I watch closely my dear, dear friends EM. They have been married for 6 years. No children. I know it is not by choice. I know that there is sadness and longing for behind their kind eyes. They don't say a word however and keep it private.
Recently, I walked into a room at church and knew immediately upon seeing my friend Kim that she was experiencing death-the loss of a 17 week pregnancy. I recognized the absolute grief, fear and confusion that were in her eyes and in her shoulders. I only know because it took me back to my own experiences with the same death.

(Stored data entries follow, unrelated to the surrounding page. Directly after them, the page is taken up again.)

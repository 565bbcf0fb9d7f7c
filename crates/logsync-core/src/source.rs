//! The `ChainSource` trait — everything the engine needs from a chain.

use async_trait::async_trait;
use futures::Stream;
use std::pin::Pin;

use crate::error::SyncError;
use crate::types::{BlockRange, RawLogEvent};

/// Stream of chain-head height notifications.
///
/// `Ok(height)` items are new chain heads; an `Err` item reports a broken
/// subscription. The engine treats end-of-stream as a graceful stop and an
/// `Err` item as fatal.
pub type HeightStream = Pin<Box<dyn Stream<Item = Result<u64, SyncError>> + Send>>;

/// Read access to a chain's logs and head, plus a head subscription.
///
/// Implementations must return logs ordered by `(block_number, log_index)`
/// ascending; the cursor arithmetic in the engine depends on it.
#[async_trait]
pub trait ChainSource: Send + Sync {
    /// The current chain head height.
    async fn current_height(&self) -> Result<u64, SyncError>;

    /// All logs emitted in the inclusive block range, ordered by
    /// `(block_number, log_index)`.
    async fn logs_in_range(&self, range: BlockRange) -> Result<Vec<RawLogEvent>, SyncError>;

    /// Subscribe to chain-head height notifications.
    async fn subscribe_heights(&self) -> Result<HeightStream, SyncError>;
}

All of this makes me reflect on my own experience with babies. In the first 5 years of marriage - 4 miscarriages. Months and sometimes years of infertility between pregnancies. Such sadness and longing and feeling 'ripped off'. Then 5 pregnancies over 10 years that worked. I did feel joy but I didn't know a body could be that sick-feeling on the brink of death-for so long. I didn't know if I would survive or if I wanted too. Why was this so hard? Why did I do it so many times? Why? I guess because the longing and desire won out. I guess because I experienced death of a little one who I didn't even hold. I guess because they called to me and told me they were worth it and please do it for them. They reminded me in my dreams.
I want to hold Jack Foster close and say welcome to this beautiful world. I want to hold Kristin and let her know that she will do this! She will protect her daughter from the injustices and unkindnesses of this world and God will protect her little soul from breaking. I want to shout out to EM talk to me! I know! I understand! Keep trying for that little one. I want tell Kim again-I'm sorry!
I look around at my munchkins-grateful for their chaos, tantrums and love. I wish I was brave enough to do it again. But I'm not. I asked in prayer that the dreams stop. That my 9 pregnancies be enough. The dreams stopped. I think I'll go visit Jack Foster!